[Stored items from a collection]
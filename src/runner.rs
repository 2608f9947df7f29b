use std::path::Path;
use std::sync::Arc;

use anyhow::{bail, Context};
use colored::Colorize;
use dnsmorph::config::DEFAULT_LOOKUP_TIMEOUT;
use dnsmorph::domain::host_from_input;
use dnsmorph::enrich::{DnsResolver, MaxMindGeolocator, TcpWhoisClient};
use dnsmorph::output::{ConsoleReporter, ExportFormat};
use dnsmorph::{candidates, normalize, Collaborators, DomainTarget, Pipeline, PslSuffix, Technique};
use futures::StreamExt;
use indicatif::{ProgressBar, ProgressStyle};
use tracing::{info, warn};

use crate::cli::Cli;

pub async fn run_from_cli(cli: Cli) -> anyhow::Result<()> {
    init_tracing(cli.verbose);
    eprintln!("{} v.{}", "DNSMORPH".yellow(), env!("CARGO_PKG_VERSION"));

    let targets = read_inputs(&cli)?
        .iter()
        .map(|input| normalize(&host_from_input(input), cli.include_subdomains, &PslSuffix))
        .collect::<Result<Vec<DomainTarget>, _>>()?;

    let config = cli.pipeline_config();
    let pipeline = Pipeline::new(config, collaborators(&cli)?);
    let techniques = cli.techniques();
    let reporter = ConsoleReporter::new(cli.verbose, config.any_lookup());

    let mut generated = 0;
    for target in &targets {
        info!(%target, label = %target.label, suffix = %target.suffix, "permutating");
        generated += match cli.export_format() {
            Some(format) => export_target(&pipeline, target, &techniques, format, &cli.output_dir).await?,
            None => stream_target(&pipeline, target, &techniques, reporter).await,
        };
    }

    pipeline.shutdown();
    eprintln!("Generated {} variations", generated);
    Ok(())
}

fn init_tracing(verbose: bool) {
    use tracing_subscriber::EnvFilter;

    let level = if verbose { "debug" } else { "warn" };
    let env_filter = EnvFilter::try_from_default_env().unwrap_or_else(|_| {
        EnvFilter::new(format!(
            "dnsmorph={level},trust_dns_proto=warn,trust_dns_resolver=warn"
        ))
    });
    tracing_subscriber::fmt()
        .with_env_filter(env_filter)
        .with_target(false)
        .with_writer(std::io::stderr)
        .init();
}

fn read_inputs(cli: &Cli) -> anyhow::Result<Vec<String>> {
    if let Some(domain) = &cli.domain {
        return Ok(vec![domain.clone()]);
    }
    let Some(path) = &cli.list else {
        bail!("supply a domain with -d or a list file with -l");
    };

    let contents = std::fs::read_to_string(path)
        .with_context(|| format!("cannot read domain list {}", path.display()))?;
    let inputs: Vec<String> = contents
        .lines()
        .map(str::trim)
        .filter(|line| !line.is_empty() && !line.starts_with('#'))
        .map(str::to_string)
        .collect();

    if inputs.is_empty() {
        bail!("no domains found in {}", path.display());
    }
    Ok(inputs)
}

fn collaborators(cli: &Cli) -> anyhow::Result<Collaborators> {
    let mut collaborators = Collaborators::default();

    if cli.resolve || cli.geolocate {
        collaborators.resolver = Some(Arc::new(DnsResolver::new(cli.lookup_timeout())));
    }
    if cli.geolocate {
        let geolocator = MaxMindGeolocator::open(&cli.geodb)
            .context("geolocation needs a GeoLite2-City database, pass it with --geodb")?;
        collaborators.geolocator = Some(Arc::new(geolocator));
    }
    if cli.whois {
        let io_timeout = cli.lookup_timeout().unwrap_or(DEFAULT_LOOKUP_TIMEOUT);
        collaborators.whois = Some(Arc::new(TcpWhoisClient::new(io_timeout)));
    }

    Ok(collaborators)
}

/// One pipeline run per technique, printing records as they complete.
async fn stream_target(
    pipeline: &Pipeline,
    target: &DomainTarget,
    techniques: &[Technique],
    reporter: ConsoleReporter,
) -> usize {
    println!("{}", target.to_string().bold());

    let mut generated = 0;
    for &technique in techniques {
        let candidates = candidates(&[technique], &target.label);
        reporter.print_header(technique, candidates.len());

        let mut records = pipeline.enrich(pipeline.jobs(target, &candidates));
        while let Some(record) = records.next().await {
            reporter.print_record(&record);
        }
        generated += candidates.len();
    }
    generated
}

/// All techniques through one pipeline run, written out once drained.
async fn export_target(
    pipeline: &Pipeline,
    target: &DomainTarget,
    techniques: &[Technique],
    format: ExportFormat,
    output_dir: &Path,
) -> anyhow::Result<usize> {
    let candidates = candidates(techniques, &target.label);
    let progress = ProgressBar::new(candidates.len() as u64);
    progress.set_style(
        ProgressStyle::with_template("{prefix} [{bar:40}] {pos}/{len} ({eta})")
            .unwrap_or_else(|_| ProgressStyle::default_bar())
            .progress_chars("=> "),
    );
    progress.set_prefix(target.to_string());

    let mut stream = pipeline.enrich(pipeline.jobs(target, &candidates));
    let mut records = Vec::with_capacity(stream.total());
    while let Some(record) = stream.next().await {
        progress.inc(1);
        records.push(record);
    }
    progress.finish_and_clear();

    if records.len() != candidates.len() {
        warn!(expected = candidates.len(), received = records.len(), "some lookups never reported");
    }

    let path = output_dir.join(format!("{}.{}", target, format.extension()));
    format.write(&path, &records)?;
    eprintln!("{} {}", "wrote".green(), path.display());
    Ok(records.len())
}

- [Requirement]:
Repeat, word for word, the lines from the start of the records to the line that contains "generated += match", both of them included, and no others.

- [Expected answer]:
filename src/runner.rs
repository 2608f9947df7f29b
use std::path::Path;
use std::sync::Arc;

use anyhow::{bail, Context};
use colored::Colorize;
use dnsmorph::config::DEFAULT_LOOKUP_TIMEOUT;
use dnsmorph::domain::host_from_input;
use dnsmorph::enrich::{DnsResolver, MaxMindGeolocator, TcpWhoisClient};
use dnsmorph::output::{ConsoleReporter, ExportFormat};
use dnsmorph::{candidates, normalize, Collaborators, DomainTarget, Pipeline, PslSuffix, Technique};
use futures::StreamExt;
use indicatif::{ProgressBar, ProgressStyle};
use tracing::{info, warn};

use crate::cli::Cli;

pub async fn run_from_cli(cli: Cli) -> anyhow::Result<()> {
    init_tracing(cli.verbose);
    eprintln!("{} v.{}", "DNSMORPH".yellow(), env!("CARGO_PKG_VERSION"));

    let targets = read_inputs(&cli)?
        .iter()
        .map(|input| normalize(&host_from_input(input), cli.include_subdomains, &PslSuffix))
        .collect::<Result<Vec<DomainTarget>, _>>()?;

    let config = cli.pipeline_config();
    let pipeline = Pipeline::new(config, collaborators(&cli)?);
    let techniques = cli.techniques();
    let reporter = ConsoleReporter::new(cli.verbose, config.any_lookup());

    let mut generated = 0;
    for target in &targets {
        info!(%target, label = %target.label, suffix = %target.suffix, "permutating");
        generated += match cli.export_format() {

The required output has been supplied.